Tuesday, March 10, 2009

We Do Not Lose Heart

I'm dealing with illness and so I found this scripture on a friend's blog to be particularly meaningful to me today.

2 Corinthians 4:16-18 Therefore we do not lose heart, but though our outer man is decaying, yet our inner man is being renewed day by day. For momentary, light affliction is producing for us an eternal weight of glory far beyond all comparison, while we look not at the things which are seen, but at the things which are not seen; for the things which are seen are temporal, but the things which are not seen are eternal.

The verse is a reminder of several things. First, our outer man is decaying. In other words our physical life is one that progresses eventually to its end. It is good to look at that...to recognize that our physical body is, after all, mortal.

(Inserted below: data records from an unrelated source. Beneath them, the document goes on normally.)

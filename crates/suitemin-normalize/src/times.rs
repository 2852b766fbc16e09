//! Execution-time CSV -> `rtime.info`.

use std::collections::HashMap;

use suitemin_ir::CostTable;

use crate::ident::IdentMap;
use crate::normalize::NormalizeError;

pub const TEST_COLUMN: &str = "test";
pub const TIME_COLUMN: &str = "time(ns)";

/// Read the `test` and `time(ns)` columns. Rows for tests outside `idents`
/// are dropped; a repeated test keeps its position and its last time.
pub fn convert_times(text: &str, idents: &IdentMap) -> Result<CostTable, NormalizeError> {
    let mut lines = text.lines().enumerate();
    let header: Vec<&str> = lines
        .next()
        .map(|(_, h)| h.split(',').map(str::trim).collect())
        .unwrap_or_default();
    let column = |name: &'static str| {
        header
            .iter()
            .position(|h| *h == name)
            .ok_or(NormalizeError::MissingColumn { column: name })
    };
    let test_col = column(TEST_COLUMN)?;
    let time_col = column(TIME_COLUMN)?;

    let mut rows: Vec<(suitemin_ir::TestId, i64)> = Vec::new();
    let mut slot_of: HashMap<suitemin_ir::TestId, usize> = HashMap::new();
    for (idx, raw) in lines {
        let line = idx + 1;
        if raw.trim().is_empty() {
            continue;
        }
        let fields: Vec<&str> = raw.split(',').map(str::trim).collect();
        let field = |col: usize, column: &'static str| {
            fields
                .get(col)
                .copied()
                .ok_or(NormalizeError::ShortRow { line, column })
        };
        let Some(id) = idents.get(field(test_col, TEST_COLUMN)?) else {
            continue;
        };
        let raw_time = field(time_col, TIME_COLUMN)?;
        let time = raw_time
            .parse::<i64>()
            .map_err(|_| NormalizeError::InvalidTime {
                line,
                value: raw_time.to_string(),
            })?;
        match slot_of.get(id) {
            Some(&slot) => rows[slot].1 = time,
            None => {
                slot_of.insert(id.clone(), rows.len());
                rows.push((id.clone(), time));
            }
        }
    }

    let mut table = CostTable::new();
    for (id, time) in rows {
        table.push(id, time);
    }
    Ok(table)
}

#[cfg(test)]
mod tests {
    use super::*;

    #[test]
    fn test_columns_located_by_name() {
        let idents = IdentMap::build("a\nb\n");
        let csv = "time(ns),suite,test\n120,s,b\n75,s,a\n9,s,unlisted\n";
        let table = convert_times(csv, &idents).unwrap();
        assert_eq!(table.to_info_string(), "t2:120\nt1:75\n");
    }

    #[test]
    fn test_repeated_test_keeps_position_and_last_time() {
        let idents = IdentMap::build("a\nb\n");
        let csv = "test,time(ns)\na,10\nb,20\na,30\n";
        let table = convert_times(csv, &idents).unwrap();
        assert_eq!(table.to_info_string(), "t1:30\nt2:20\n");
    }

    #[test]
    fn test_missing_column() {
        let idents = IdentMap::build("a\n");
        let err = convert_times("test,duration\na,3\n", &idents).unwrap_err();
        assert!(matches!(err, NormalizeError::MissingColumn { column: "time(ns)" }));
    }

    #[test]
    fn test_non_integer_time() {
        let idents = IdentMap::build("a\n");
        let err = convert_times("test,time(ns)\na,1.5\n", &idents).unwrap_err();
        assert!(matches!(err, NormalizeError::InvalidTime { line: 2, .. }));
    }
}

I think I first recognized that when my own father died at 86 years old. He lived a long and fruitful life. But his death caused me at the age of 40 years old to recognize that I, too, am subject to death. I knew, of course, that all die. But in youth we think "old people" die and it will be "forever" before we, too, become old. At a certain point in life, however, we begin to see that "old" will come to us as well.

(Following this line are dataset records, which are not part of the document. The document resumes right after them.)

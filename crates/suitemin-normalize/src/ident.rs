use std::collections::HashMap;

use suitemin_ir::TestId;

pub const IDENT_MAP_FILE: &str = "tests-ident-map.csv";

/// Raw test name -> short identifier, in assignment order.
#[derive(Debug, Clone, Default)]
pub struct IdentMap {
    order: Vec<(TestId, String)>,
    by_name: HashMap<String, TestId>,
}

impl IdentMap {
    /// Assign `t1, t2, …` to the non-blank lines of an all-tests listing.
    /// A repeated name keeps its first identifier.
    pub fn build(all_tests: &str) -> Self {
        let mut map = Self::default();
        for raw in all_tests.lines() {
            let name = raw.trim();
            if name.is_empty() || map.by_name.contains_key(name) {
                continue;
            }
            let id = TestId::new(format!("t{}", map.order.len() + 1));
            map.by_name.insert(name.to_string(), id.clone());
            map.order.push((id, name.to_string()));
        }
        map
    }

    pub fn get(&self, name: &str) -> Option<&TestId> {
        self.by_name.get(name)
    }

    pub fn iter(&self) -> impl Iterator<Item = (&TestId, &str)> {
        self.order.iter().map(|(id, name)| (id, name.as_str()))
    }

    pub fn len(&self) -> usize {
        self.order.len()
    }

    pub fn is_empty(&self) -> bool {
        self.order.is_empty()
    }

    /// `id,test` CSV, readable back as a canonical test list.
    pub fn to_csv(&self) -> String {
        let mut out = String::from("id,test\n");
        for (id, name) in &self.order {
            out.push_str(&format!("{id},{name}\n"));
        }
        out
    }
}

#[cfg(test)]
mod tests {
    use super::*;

    #[test]
    fn test_identifiers_follow_listing_order() {
        let map = IdentMap::build("alpha\n\nbeta\nalpha\ngamma\n");
        assert_eq!(map.len(), 3);
        assert_eq!(map.get("alpha").map(|t| t.as_str()), Some("t1"));
        assert_eq!(map.get("gamma").map(|t| t.as_str()), Some("t3"));
        assert_eq!(map.to_csv(), "id,test\nt1,alpha\nt2,beta\nt3,gamma\n");
    }
}
//! suitemin CLI
//!
//! - `suitemin normalize …` - Convert raw tool output into record files
//! - `suitemin formulate <project-dir> <config>` - Write the solver model
//! - `suitemin extract <project-dir> <solution> <out-file>` - Read a solver
//!   result back into a minimized suite

mod logging;

use std::path::PathBuf;

use anyhow::Context;
use clap::{Parser, Subcommand};
use suitemin_core::run_formulation;
use suitemin_extract::{extract, ExtractOptions, ReportSource};
use suitemin_ir::types::RecordKind;
use suitemin_normalize::{normalize, NormalizeOptions, RequirementsStrategy};

#[derive(Parser)]
#[command(name = "suitemin")]
#[command(about = "Multi-criteria test suite minimization as integer programming")]
#[command(version)]
struct Cli {
    #[command(subcommand)]
    command: Commands,
}

#[derive(Subcommand)]
enum Commands {
    /// Convert raw listings into cov.info, fault.info and rtime.info
    Normalize {
        /// One raw test name per line
        all_tests: PathBuf,
        /// `test,requirement,…` rows
        requirements: PathBuf,
        /// `test,violation,…` rows after a header
        violations: PathBuf,
        /// CSV with `test` and `time(ns)` columns
        times: PathBuf,
        /// Project directory to write into (created when missing)
        out_dir: PathBuf,
        /// Requirements are `tr<k>` items written as `k`
        #[arg(long)]
        legacy_requirements: bool,
    },
    /// Formulate the model described by a config
    Formulate {
        project_dir: PathBuf,
        /// Config file, relative to the project directory
        config: PathBuf,
    },
    /// Extract the selected tests from a solver result
    Extract {
        project_dir: PathBuf,
        /// Solver result, relative to the project directory
        solution: PathBuf,
        /// Selected tests are written here, one per line
        out_file: PathBuf,
        /// Compact mapping file for MINTS results
        #[arg(long)]
        mapping: Option<PathBuf>,
        /// Statement coverage record file
        #[arg(long, default_value = "cov.info")]
        cov: String,
        /// Fault record file
        #[arg(long, default_value = "fault.info")]
        fault: String,
    },
}

fn main() -> anyhow::Result<()> {
    logging::init_tracing();
    let cli = Cli::parse();

    match cli.command {
        Commands::Normalize {
            all_tests,
            requirements,
            violations,
            times,
            out_dir,
            legacy_requirements,
        } => {
            let requirements_strategy = if legacy_requirements {
                RequirementsStrategy::LegacyTrSuffix
            } else {
                RequirementsStrategy::Interned
            };
            let options = NormalizeOptions {
                all_tests,
                requirements,
                violations,
                times,
                out_dir,
                requirements_strategy,
            };
            let report = normalize(&options).context("normalization failed")?;
            println!(
                "{} tests, {} requirements, {} violations, {} timed",
                report.tests, report.requirements, report.violations, report.timed_tests
            );
            for path in &report.written {
                println!("wrote {}", path.display());
            }
        }
        Commands::Formulate {
            project_dir,
            config,
        } => {
            let report = run_formulation(&project_dir, &config)
                .with_context(|| format!("formulating {}", config.display()))?;
            for path in &report.written {
                println!("wrote {}", path.display());
            }
        }
        Commands::Extract {
            project_dir,
            solution,
            out_file,
            mapping,
            cov,
            fault,
        } => {
            let mut options = ExtractOptions::new(project_dir, solution, out_file);
            options.mapping = mapping;
            options.reports = vec![
                ReportSource::new("Statements", &cov, RecordKind::Coverage),
                ReportSource::new("Faults", &fault, RecordKind::Coverage),
            ];
            let extraction = extract(&options).context("extraction failed")?;
            let names: Vec<&str> = extraction.selected.iter().map(|t| t.as_str()).collect();
            println!("Minimized test suite: {}", names.join(" "));
            println!("# Minimized test suite: {}", names.len());
            for report in &extraction.reports {
                println!("{report}");
            }
        }
    }
    Ok(())
}

#[cfg(test)]
mod tests {
    use super::*;

    #[test]
    fn test_normalize_flags() {
        let cli = Cli::try_parse_from([
            "suitemin",
            "normalize",
            "all.txt",
            "req.csv",
            "viol.csv",
            "times.csv",
            "out",
            "--legacy-requirements",
        ])
        .unwrap();
        assert!(matches!(
            cli.command,
            Commands::Normalize {
                legacy_requirements: true,
                ..
            }
        ));
    }

    #[test]
    fn test_extract_defaults() {
        let cli =
            Cli::try_parse_from(["suitemin", "extract", "proj", "run.minisat", "out.txt"]).unwrap();
        let Commands::Extract {
            mapping, cov, fault, ..
        } = cli.command
        else {
            panic!("expected extract");
        };
        assert!(mapping.is_none());
        assert_eq!(cov, "cov.info");
        assert_eq!(fault, "fault.info");
    }

    #[test]
    fn test_formulate_requires_config() {
        assert!(Cli::try_parse_from(["suitemin", "formulate", "proj"]).is_err());
    }
}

It was some time later at the funeral of a young marine that I looked at this again. This time we were driving through the cemetery to meet with family at the grave site. As we drove past the lines and lines of tombstones, I thought to myself that someday there would be a headstone with my name on it. It was a startling and not too comfortable revelation.

In all of this I have recognized that God is the one who provides for us through every aspect of our daily lives and I can say with a great deal of thankfulness that God has blessed me thoroughly all the days of my life. I could name some of those blessings ... a good and Godly husband, children, grandchildren, great-grandchildren. Family. In addition I've recognized that God has blessed me with living in a land where opportunity abounds. Why me? And why the suffering of countless others in the world? I do not know. I only know that here I am. I am blessed.

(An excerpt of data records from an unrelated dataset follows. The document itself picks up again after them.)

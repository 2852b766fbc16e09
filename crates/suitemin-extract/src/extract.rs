use std::fs;
use std::path::{Path, PathBuf};

use suitemin_compiler::writer::mints::{dense_to_test, read_mapping, CompactReadError};
use suitemin_ir::record::RecordError;
use suitemin_ir::types::RecordKind;
use suitemin_ir::{CostTable, CoverageTable, TestId};

use crate::format::SolutionFormat;
use crate::parse::parse_solution;
use crate::report::CriterionReport;

pub const DEFAULT_MAPPING_FILE: &str = "linear_so.mints.mapping.json";

#[derive(Debug, thiserror::Error)]
pub enum ExtractError {
    #[error("Unsupported solver result '{file}'")]
    UnsupportedDialect { file: String },

    #[error("line {line}: {message}")]
    Malformed { line: usize, message: String },

    #[error("XML error: {message}")]
    Xml { message: String },

    #[error("Dialect '{format}' needs the compact mapping file")]
    MappingRequired { format: SolutionFormat },

    #[error("Variable x{index} is not in the compact mapping")]
    UnknownIndex { index: usize },

    #[error("Mapping error: {0}")]
    Mapping(#[from] CompactReadError),

    #[error("Record error in '{file}': {source}")]
    Record {
        file: String,
        #[source]
        source: RecordError,
    },

    #[error("I/O error on '{}': {source}", path.display())]
    Io {
        path: PathBuf,
        #[source]
        source: std::io::Error,
    },
}

/// A record file to measure the selection against.
#[derive(Debug, Clone)]
pub struct ReportSource {
    pub label: String,
    pub file: String,
    pub kind: RecordKind,
}

impl ReportSource {
    pub fn new(label: &str, file: &str, kind: RecordKind) -> Self {
        Self {
            label: label.to_string(),
            file: file.to_string(),
            kind,
        }
    }
}

#[derive(Debug, Clone)]
pub struct ExtractOptions {
    pub project_dir: PathBuf,
    /// Resolved against `project_dir` unless absolute.
    pub solution: PathBuf,
    pub out_file: PathBuf,
    /// Compact mapping, `project_dir/linear_so.mints.mapping.json` when unset.
    pub mapping: Option<PathBuf>,
    pub reports: Vec<ReportSource>,
}

impl ExtractOptions {
    /// Statement and fault coverage from `cov.info` and `fault.info`.
    pub fn new(
        project_dir: impl Into<PathBuf>,
        solution: impl Into<PathBuf>,
        out_file: impl Into<PathBuf>,
    ) -> Self {
        Self {
            project_dir: project_dir.into(),
            solution: solution.into(),
            out_file: out_file.into(),
            mapping: None,
            reports: vec![
                ReportSource::new("Statements", "cov.info", RecordKind::Coverage),
                ReportSource::new("Faults", "fault.info", RecordKind::Coverage),
            ],
        }
    }
}

#[derive(Debug, Clone)]
pub struct Extraction {
    pub format: SolutionFormat,
    pub selected: Vec<TestId>,
    pub reports: Vec<CriterionReport>,
}

fn read(path: &Path) -> Result<String, ExtractError> {
    fs::read_to_string(path).map_err(|source| ExtractError::Io {
        path: path.to_path_buf(),
        source,
    })
}

/// Parse the solver result, write the selected tests and measure them.
pub fn extract(options: &ExtractOptions) -> Result<Extraction, ExtractError> {
    let file_name = options
        .solution
        .file_name()
        .map(|n| n.to_string_lossy().into_owned())
        .unwrap_or_default();
    let format = SolutionFormat::detect(&file_name).ok_or_else(|| {
        ExtractError::UnsupportedDialect {
            file: options.solution.display().to_string(),
        }
    })?;

    let text = read(&options.project_dir.join(&options.solution))?;
    let mapping = if format.needs_mapping() {
        let path = options
            .mapping
            .clone()
            .unwrap_or_else(|| options.project_dir.join(DEFAULT_MAPPING_FILE));
        Some(dense_to_test(&read_mapping(&read(&path)?)?))
    } else {
        None
    };
    let selected = parse_solution(format, &text, mapping.as_ref())?;
    write_selection(&options.out_file, &selected)?;

    let mut reports = Vec::with_capacity(options.reports.len());
    for source in &options.reports {
        if let Some(report) = measure(&options.project_dir, source, &selected)? {
            reports.push(report);
        }
    }

    tracing::info!(
        format = %format,
        selected = selected.len(),
        out = %options.out_file.display(),
        "extracted selection"
    );
    Ok(Extraction {
        format,
        selected,
        reports,
    })
}

/// `None` when the record file does not exist.
fn measure(
    project_dir: &Path,
    source: &ReportSource,
    selected: &[TestId],
) -> Result<Option<CriterionReport>, ExtractError> {
    let path = project_dir.join(&source.file);
    if !path.exists() {
        tracing::warn!(file = %path.display(), "record file missing, skipping report");
        return Ok(None);
    }
    let text = read(&path)?;
    let record_error = |source_err: RecordError| ExtractError::Record {
        file: source.file.clone(),
        source: source_err,
    };
    let report = match source.kind {
        RecordKind::Coverage => {
            let table = CoverageTable::parse(&text).map_err(record_error)?;
            CriterionReport::coverage(&source.label, &table, selected)
        }
        RecordKind::Cost => {
            let table = CostTable::parse(&text).map_err(record_error)?;
            CriterionReport::cost(&source.label, &table, selected)
        }
    };
    Ok(Some(report))
}

/// One test identifier per line.
pub fn write_selection(path: &Path, selected: &[TestId]) -> Result<(), ExtractError> {
    let mut out = String::new();
    for test in selected {
        out.push_str(test.as_str());
        out.push('\n');
    }
    fs::write(path, out).map_err(|source| ExtractError::Io {
        path: path.to_path_buf(),
        source,
    })
}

Even my illness is a blessing for it has caused me to dig deep into my relationship with God and to seek His face in prayer and in Scripture.

And so it is, that this verse in Corinthians blesses me for it is a reminder that our lives are more than physical and mortal and temporary. We belong to Christ and as such we see this "momentary, light affliction" as being to our benefit. We look to eternal things and not to temporary earthly things for our consolation. We look to Christ and the hope laid out in the gospel.


2 comments:

Debra said...

Beautiful post...I also have had that realization of a headstone with my own name on it. But I must admit, I love cemetaries. I love the old ones with giant trees in them, and blooming bushes in the summertime. I like looking at the really old markers, and reading the names that aren't used much any more.
In God's Word, He says our lives are like a story that is told. Isn't it strange how so many years and days and weeks can be compressed into a few words?
Debra

Laurie M. said...

I've been considering my own mortality, too, lately. Some day my hands that are always moving will be stilled. There's wisdom in remembering that. It helps us put things in perspective.